RipRico...which brand do I look for in the FA 100-300? And this lens is AF?
I hope I'm not RIP yet! Anyway, when we refer to lenses like Fxxx or FAxxx or DAxxx, we mean Pentax autofocus lenses. If we talk about Kxxx or Mxxx or Axxx or Taks, they're Pentax manual focus lenses.

Here is the basic chonological family lineage of Asahi-Pentax lenses:

* Takumar (including Auto-Tak, Tele-Tak, Macro-Tak, Super-Tak, SMC-Tak, but not Takumar-A or Tak-F or Tak-Bayonet) -- these are manual-focus screwmount lenses which need a simple adapter to use on modern dSLRs.
-- Takumar-A or Takumar-F or Takumar Bayonet -- these are bayonet-mount lenses, consumer-grade (cheap) versions of the K-series. Bayonet lenses need no adapters.
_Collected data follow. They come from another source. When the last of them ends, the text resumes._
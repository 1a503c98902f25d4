use std::cell::RefCell;
use std::path::PathBuf;
use std::rc::Rc;
use std::time::Duration;

use explorer_browser::sim::{ManualClock, SimEngine, SimPlatform};
use explorer_browser::{
    BrowserError, CreateOptions, EventKind, ExplorerBrowser, HResult, HostWindow, ItemKinds,
};
use pretty_assertions::assert_eq;

type Log = Rc<RefCell<Vec<(EventKind, String)>>>;

fn docs() -> SimEngine {
    let engine = SimEngine::new();
    engine
        .add_folder("/docs")
        .add_file("/docs/a.doc")
        .add_file("/docs/b.txt")
        .add_file("/docs/c.rtf")
        .add_folder("/docs/d");
    engine
}

fn record_all(browser: &ExplorerBrowser<SimPlatform>) -> Log {
    let log: Log = Rc::default();
    let sink = Rc::clone(&log);
    browser.events().subscribe_all(move |event| {
        sink.borrow_mut()
            .push((event.kind(), event.item().display_name().to_owned()));
    });
    log
}

fn entry(kind: EventKind, name: &str) -> (EventKind, String) {
    (kind, name.to_owned())
}

fn create(browser: &ExplorerBrowser<SimPlatform>) {
    browser
        .create(HostWindow(1), CreateOptions::new(), "/docs")
        .expect("create");
}

#[test]
fn navigation_is_reported_in_order() {
    let engine = docs();
    let browser = ExplorerBrowser::new(SimPlatform::new(engine.clone()));
    let log = record_all(&browser);
    create(&browser);
    browser.browse_to("/docs/d", false).unwrap();

    assert_eq!(
        *log.borrow(),
        [
            entry(EventKind::Navigating, "docs"),
            entry(EventKind::ViewCreated, "docs"),
            entry(EventKind::NavigationComplete, "docs"),
            entry(EventKind::Navigating, "d"),
            entry(EventKind::ViewCreated, "d"),
            entry(EventKind::NavigationComplete, "d"),
        ]
    );
}

#[test]
fn doubled_selection_notifications_become_one_event() {
    let engine = docs();
    let clock = Rc::new(ManualClock::new());
    let browser = ExplorerBrowser::with_clock(SimPlatform::new(engine.clone()), clock.clone());
    create(&browser);
    let log = record_all(&browser);

    engine.user_select("a.doc").unwrap();
    assert_eq!(*log.borrow(), [entry(EventKind::SelectionChanged, "a.doc")]);

    clock.advance(Duration::from_millis(1000));
    browser.deselect_all_items(false).unwrap();
    clock.advance(Duration::from_millis(1000));
    engine.user_select("a.doc").unwrap();
    assert_eq!(
        *log.borrow(),
        [
            entry(EventKind::SelectionChanged, "a.doc"),
            entry(EventKind::SelectionChanged, ""),
            entry(EventKind::SelectionChanged, "a.doc"),
        ]
    );
}

#[test]
fn single_notifications_are_all_reported() {
    let engine = docs();
    let clock = Rc::new(ManualClock::new());
    let browser = ExplorerBrowser::with_clock(SimPlatform::new(engine.clone()), clock.clone());
    create(&browser);
    engine.set_single_selection_notifications(true);
    let log = record_all(&browser);

    engine.user_select("a.doc").unwrap();
    engine.user_select("c.rtf").unwrap();
    clock.advance(Duration::from_millis(10));
    engine.user_select("a.doc").unwrap();
    assert_eq!(log.borrow().len(), 3);
}

#[test]
fn default_command_can_be_vetoed() {
    let engine = docs();
    let browser = ExplorerBrowser::new(SimPlatform::new(engine.clone()));
    browser
        .events()
        .subscribe(EventKind::DefaultCommand, |event| {
            if event.item().is_file() {
                event.veto();
            }
        });
    create(&browser);

    engine.user_select("a.doc").unwrap();
    assert!(!engine.user_activate());

    engine.user_select("d").unwrap();
    assert!(engine.user_activate());
    assert_eq!(engine.current_folder(), Some(PathBuf::from("/docs/d")));
}

#[test]
fn default_command_without_selection_is_not_reported() {
    let engine = docs();
    let browser = ExplorerBrowser::new(SimPlatform::new(engine.clone()));
    create(&browser);
    let log = record_all(&browser);
    assert!(engine.user_activate());
    assert!(log.borrow().is_empty());
}

#[test]
fn unobserved_commands_do_not_query_the_selection() {
    let engine = docs();
    let browser = ExplorerBrowser::new(SimPlatform::new(engine.clone()));
    create(&browser);
    engine.user_select("a.doc").unwrap();
    engine.clear_calls();

    assert!(engine.user_activate());
    assert!(engine.user_context_menu());
    assert!(!engine.calls().iter().any(|call| call == "selected_item"));
}

#[test]
fn context_menu_can_be_vetoed() {
    let engine = docs();
    let browser = ExplorerBrowser::new(SimPlatform::new(engine.clone()));
    let id = browser
        .events()
        .subscribe(EventKind::ContextMenuStart, |event| event.veto());
    create(&browser);

    engine.user_select("b.txt").unwrap();
    assert!(!engine.user_context_menu());

    assert!(browser.events().unsubscribe(id));
    assert!(engine.user_context_menu());
}

#[test]
fn vetoed_navigation_reports_failure_and_stays() {
    let engine = docs();
    let browser = ExplorerBrowser::new(SimPlatform::new(engine.clone()));
    browser.events().subscribe(EventKind::Navigating, |event| {
        if event.item().display_name() == "d" {
            event.veto();
        }
    });
    create(&browser);
    let log = record_all(&browser);

    browser.browse_to("/docs/d", false).unwrap();
    assert_eq!(engine.current_folder(), Some(PathBuf::from("/docs")));
    assert_eq!(
        *log.borrow(),
        [
            entry(EventKind::Navigating, "d"),
            entry(EventKind::NavigationFailed, "d"),
        ]
    );
}

#[test]
fn vetoing_a_notification_has_no_effect() {
    let engine = docs();
    let browser = ExplorerBrowser::new(SimPlatform::new(engine.clone()));
    browser
        .events()
        .subscribe(EventKind::NavigationComplete, |event| event.veto());
    browser
        .events()
        .subscribe(EventKind::ViewCreated, |event| event.veto());
    create(&browser);
    browser.browse_to("/docs/d", false).unwrap();
    assert_eq!(engine.current_folder(), Some(PathBuf::from("/docs/d")));
}

#[test]
fn handlers_may_call_back_into_the_browser() {
    let engine = docs();
    let browser = Rc::new(ExplorerBrowser::new(SimPlatform::new(engine.clone())));
    let counts = Rc::new(RefCell::new(Vec::new()));

    let weak = Rc::downgrade(&browser);
    let seen = Rc::clone(&counts);
    browser
        .events()
        .subscribe(EventKind::NavigationComplete, move |_| {
            if let Some(browser) = weak.upgrade() {
                let items = browser.all_items(ItemKinds::all()).unwrap();
                seen.borrow_mut().push(items.len());
            }
        });

    let weak = Rc::downgrade(&browser);
    browser
        .events()
        .subscribe(EventKind::SelectionChanged, move |event| {
            if event.item().display_name() != "c.rtf" {
                return;
            }
            if let Some(browser) = weak.upgrade() {
                browser.set_filter(["*.rtf"], ItemKinds::FILE).unwrap();
            }
        });

    browser
        .create(HostWindow(1), CreateOptions::new(), "/docs")
        .unwrap();
    browser.browse_to("/docs/d", false).unwrap();
    assert_eq!(*counts.borrow(), [4, 0]);

    browser.browse_to("/docs", false).unwrap();
    engine.user_select("c.rtf").unwrap();
    assert_eq!(engine.visible_names(), ["c.rtf", "d"]);
}

#[test]
fn a_handler_may_destroy_the_browser() {
    let engine = docs();
    let browser = Rc::new(ExplorerBrowser::new(SimPlatform::new(engine.clone())));
    create(&browser);

    let weak = Rc::downgrade(&browser);
    browser.events().subscribe(EventKind::ViewCreated, move |_| {
        if let Some(browser) = weak.upgrade() {
            browser.destroy();
        }
    });

    browser.browse_to("/docs/d", false).unwrap();
    assert!(!browser.is_created());
    assert!(engine.is_destroyed());
    assert_eq!(engine.sink_count(), 0);
    assert_eq!(browser.refresh(), Err(BrowserError::Destroyed));
}

#[test]
fn dropping_the_browser_releases_the_engine() {
    let engine = docs();
    {
        let browser = ExplorerBrowser::new(SimPlatform::new(engine.clone()));
        create(&browser);
        assert!(engine.has_site());
        assert!(engine.has_filter());
        assert_eq!(engine.sink_count(), 1);
    }
    assert!(engine.is_destroyed());
    assert!(!engine.has_site());
    assert!(!engine.has_filter());
    assert_eq!(engine.sink_count(), 0);
}

#[test]
fn teardown_continues_past_failures() {
    let engine = docs();
    let browser = ExplorerBrowser::new(SimPlatform::new(engine.clone()));
    create(&browser);
    engine.fail_on("set_site").fail_on("unadvise");
    engine.clear_calls();

    browser.destroy();
    assert_eq!(
        engine.calls(),
        ["set_site(none)", "unadvise", "set_filter(none)", "destroy"]
    );
    assert!(engine.is_destroyed());
}

#[test]
fn unregistered_engines_cannot_be_created() {
    let engine = docs();
    let browser = ExplorerBrowser::new(SimPlatform::new(engine.clone()).unregistered());
    let err = browser
        .create(HostWindow(1), CreateOptions::new(), "/docs")
        .unwrap_err();
    assert!(matches!(
        err,
        BrowserError::Native {
            operation: "EnginePlatform::instantiate",
            ..
        }
    ));
    assert!(!browser.is_created());
    assert!(engine.calls().is_empty());
}

#[test]
fn missing_site_setter_fails_creation() {
    let engine = docs();
    let browser = ExplorerBrowser::new(SimPlatform::new(engine.clone()).without_site_setter());
    assert_eq!(
        browser.create(HostWindow(1), CreateOptions::new(), "/docs"),
        Err(BrowserError::Unsupported("setting the engine site"))
    );
    assert_eq!(engine.calls(), ["set_options", "destroy"]);
    assert!(!browser.is_created());
    assert_eq!(browser.refresh(), Err(BrowserError::NotCreated));
}

#[test]
fn failed_setup_is_rolled_back() {
    let engine = docs();
    engine.fail_on("advise");
    let browser = ExplorerBrowser::new(SimPlatform::new(engine.clone()));
    let err = browser
        .create(HostWindow(1), CreateOptions::new(), "/docs")
        .unwrap_err();
    assert_eq!(err.native_code(), Some(HResult::E_FAIL));
    assert_eq!(
        engine.calls(),
        [
            "set_options",
            "set_site",
            "set_filter",
            "initialize",
            "advise",
            "set_site(none)",
            "set_filter(none)",
            "destroy",
        ]
    );
    assert!(!engine.has_site());
    assert!(!browser.is_created());
}

#[test]
fn failed_initial_navigation_is_rolled_back() {
    let engine = docs();
    let browser = ExplorerBrowser::new(SimPlatform::new(engine.clone()));
    let log = record_all(&browser);
    let err = browser
        .create(HostWindow(1), CreateOptions::new(), "/missing")
        .unwrap_err();

    assert_eq!(err.native_code(), Some(HResult::E_FILE_NOT_FOUND));
    assert!(!browser.is_created());
    assert!(engine.is_destroyed());
    assert_eq!(engine.sink_count(), 0);
    assert!(log.borrow().is_empty());
    let calls = engine.calls();
    assert_eq!(
        calls[calls.len() - 4..],
        ["set_site(none)", "unadvise", "set_filter(none)", "destroy"]
    );
}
* K- and M- and A- and F- and FA- and DA-series -- these are all standard bayonet-mount lenses needing no adapters. K, M, and A are manual focus. F, FA, and DA are autofocus.
-- K-series just say Pentax SMC with no series designator. They work like M lenses.
-- M-series say SMC-M. These have mechanical aperture linkage, no automation.
-- A-series say SMC-A. These have automatic (electric) aperture control.
-- F- and FA-series are full-frame autofocus lenses with aperture automation.
-- DA-series are half-frame autofocus auto-aperture lenses for APS-C dSLRs.
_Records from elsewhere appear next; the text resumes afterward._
use std::cell::{Cell, RefCell};
use std::fmt;
use std::rc::Rc;

use crate::item::BrowserItem;
use crate::logging::{eb_debug, eb_trace};

/// Kinds of events the browser sends to its host.
///
/// Events concern only the items of the folder view; the navigation pane
/// does not produce any.
#[derive(Clone, Copy, Debug, PartialEq, Eq, Hash)]
pub enum EventKind {
    /// Sent before the default action is taken on the selected item(s).
    /// Vetoing it prevents the default action.
    DefaultCommand,
    /// Sent after the selection changed. With an empty selection the item is
    /// `Unknown` and carries no other information.
    SelectionChanged,
    /// Sent before the context menu for the selected item(s) is shown.
    /// Vetoing it prevents the menu.
    ContextMenuStart,
    /// Sent before the folder changes; the item is the target folder.
    /// Vetoing it cancels the navigation.
    Navigating,
    /// Sent after the folder changed.
    NavigationComplete,
    /// Sent when the folder could not be changed, for example because the
    /// navigation was vetoed or the folder is not available.
    NavigationFailed,
    /// Sent when the view for a folder was created.
    ViewCreated,
}

impl EventKind {
    /// Whether a handler may veto this event.
    pub fn is_vetoable(self) -> bool {
        matches!(
            self,
            EventKind::DefaultCommand | EventKind::ContextMenuStart | EventKind::Navigating
        )
    }
}

/// An event delivered to host handlers.
///
/// For events about the selection, the item is the first selected item;
/// use [`ExplorerBrowser::selected_items`](crate::ExplorerBrowser::selected_items)
/// to obtain all of them.
#[derive(Clone, Debug)]
pub struct BrowserEvent {
    kind: EventKind,
    item: BrowserItem,
    vetoed: bool,
}

impl BrowserEvent {
    pub(crate) fn new(kind: EventKind, item: BrowserItem) -> Self {
        Self {
            kind,
            item,
            vetoed: false,
        }
    }

    /// What happened.
    pub fn kind(&self) -> EventKind {
        self.kind
    }

    /// The item the event is about.
    pub fn item(&self) -> &BrowserItem {
        &self.item
    }

    /// Reject the proposed action. Ignored for events that are not
    /// vetoable.
    pub fn veto(&mut self) {
        if self.kind.is_vetoable() {
            self.vetoed = true;
        } else {
            eb_debug!(kind = ?self.kind, "veto ignored for a notification-only event");
        }
    }

    /// Whether a handler vetoed the event.
    pub fn is_vetoed(&self) -> bool {
        self.vetoed
    }

    /// Whether the proposed action may go ahead.
    pub fn is_allowed(&self) -> bool {
        !self.vetoed
    }
}

/// Identifies a handler registered with [`EventDispatcher::subscribe`].
#[derive(Clone, Copy, Debug, PartialEq, Eq, Hash)]
pub struct SubscriptionId(u64);

type Handler = Rc<dyn Fn(&mut BrowserEvent)>;

struct Subscription {
    id: SubscriptionId,
    kind: Option<EventKind>,
    handler: Handler,
}

/// Synchronous, in-order delivery of [`BrowserEvent`]s.
///
/// Handlers run on the calling thread in subscription order. They may
/// subscribe, unsubscribe or call back into the browser while an event is
/// being delivered; such changes apply from the next event on.
#[derive(Default)]
pub struct EventDispatcher {
    subscriptions: RefCell<Vec<Subscription>>,
    next_id: Cell<u64>,
}

impl fmt::Debug for EventDispatcher {
    fn fmt(&self, f: &mut fmt::Formatter<'_>) -> fmt::Result {
        f.debug_struct("EventDispatcher")
            .field("subscriptions", &self.subscriptions.borrow().len())
            .finish()
    }
}

impl EventDispatcher {
    /// An empty dispatcher.
    pub fn new() -> Self {
        Self::default()
    }

    /// Call `handler` for every event of `kind`.
    pub fn subscribe<F>(&self, kind: EventKind, handler: F) -> SubscriptionId
    where
        F: Fn(&mut BrowserEvent) + 'static,
    {
        self.insert(Some(kind), Rc::new(handler))
    }

    /// Call `handler` for every event.
    pub fn subscribe_all<F>(&self, handler: F) -> SubscriptionId
    where
        F: Fn(&mut BrowserEvent) + 'static,
    {
        self.insert(None, Rc::new(handler))
    }

    /// Remove a handler. Returns whether it was registered.
    pub fn unsubscribe(&self, id: SubscriptionId) -> bool {
        let mut subs = self.subscriptions.borrow_mut();
        let before = subs.len();
        subs.retain(|s| s.id != id);
        subs.len() != before
    }

    /// Whether any handler listens for `kind`.
    pub fn has_subscribers(&self, kind: EventKind) -> bool {
        self.subscriptions
            .borrow()
            .iter()
            .any(|s| s.kind.is_none_or(|k| k == kind))
    }

    /// Deliver an event and report whether its action may go ahead.
    ///
    /// Always `true` for notification-only events and when nobody listens.
    pub fn dispatch(&self, kind: EventKind, item: BrowserItem) -> bool {
        let handlers: Vec<Handler> = self
            .subscriptions
            .borrow()
            .iter()
            .filter(|s| s.kind.is_none_or(|k| k == kind))
            .map(|s| Rc::clone(&s.handler))
            .collect();

        let mut event = BrowserEvent::new(kind, item);
        for handler in handlers {
            handler(&mut event);
        }
        eb_trace!(
            event = "host.dispatched",
            ?kind,
            vetoed = event.is_vetoed(),
            "event dispatched"
        );
        event.is_allowed()
    }

    fn insert(&self, kind: Option<EventKind>, handler: Handler) -> SubscriptionId {
        let id = SubscriptionId(self.next_id.get());
        self.next_id.set(id.0 + 1);
        self.subscriptions
            .borrow_mut()
            .push(Subscription { id, kind, handler });
        id
    }
}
There's more to it, like the budget FA-J and DA-L lenses, and the dual-format DFA lenses, and the new DA-XS lenses for the K-01 and future mirrorless cameras. Just know that normally, we call non-Pentax lenses by their brand name, and Pentax lenses by their series name. And we shorten Takumar to Tak, just as we shorten "Carl Zeiss aus Jena" to CZJ, or "Contax-Yashica" to C/Y. We're lazy like that.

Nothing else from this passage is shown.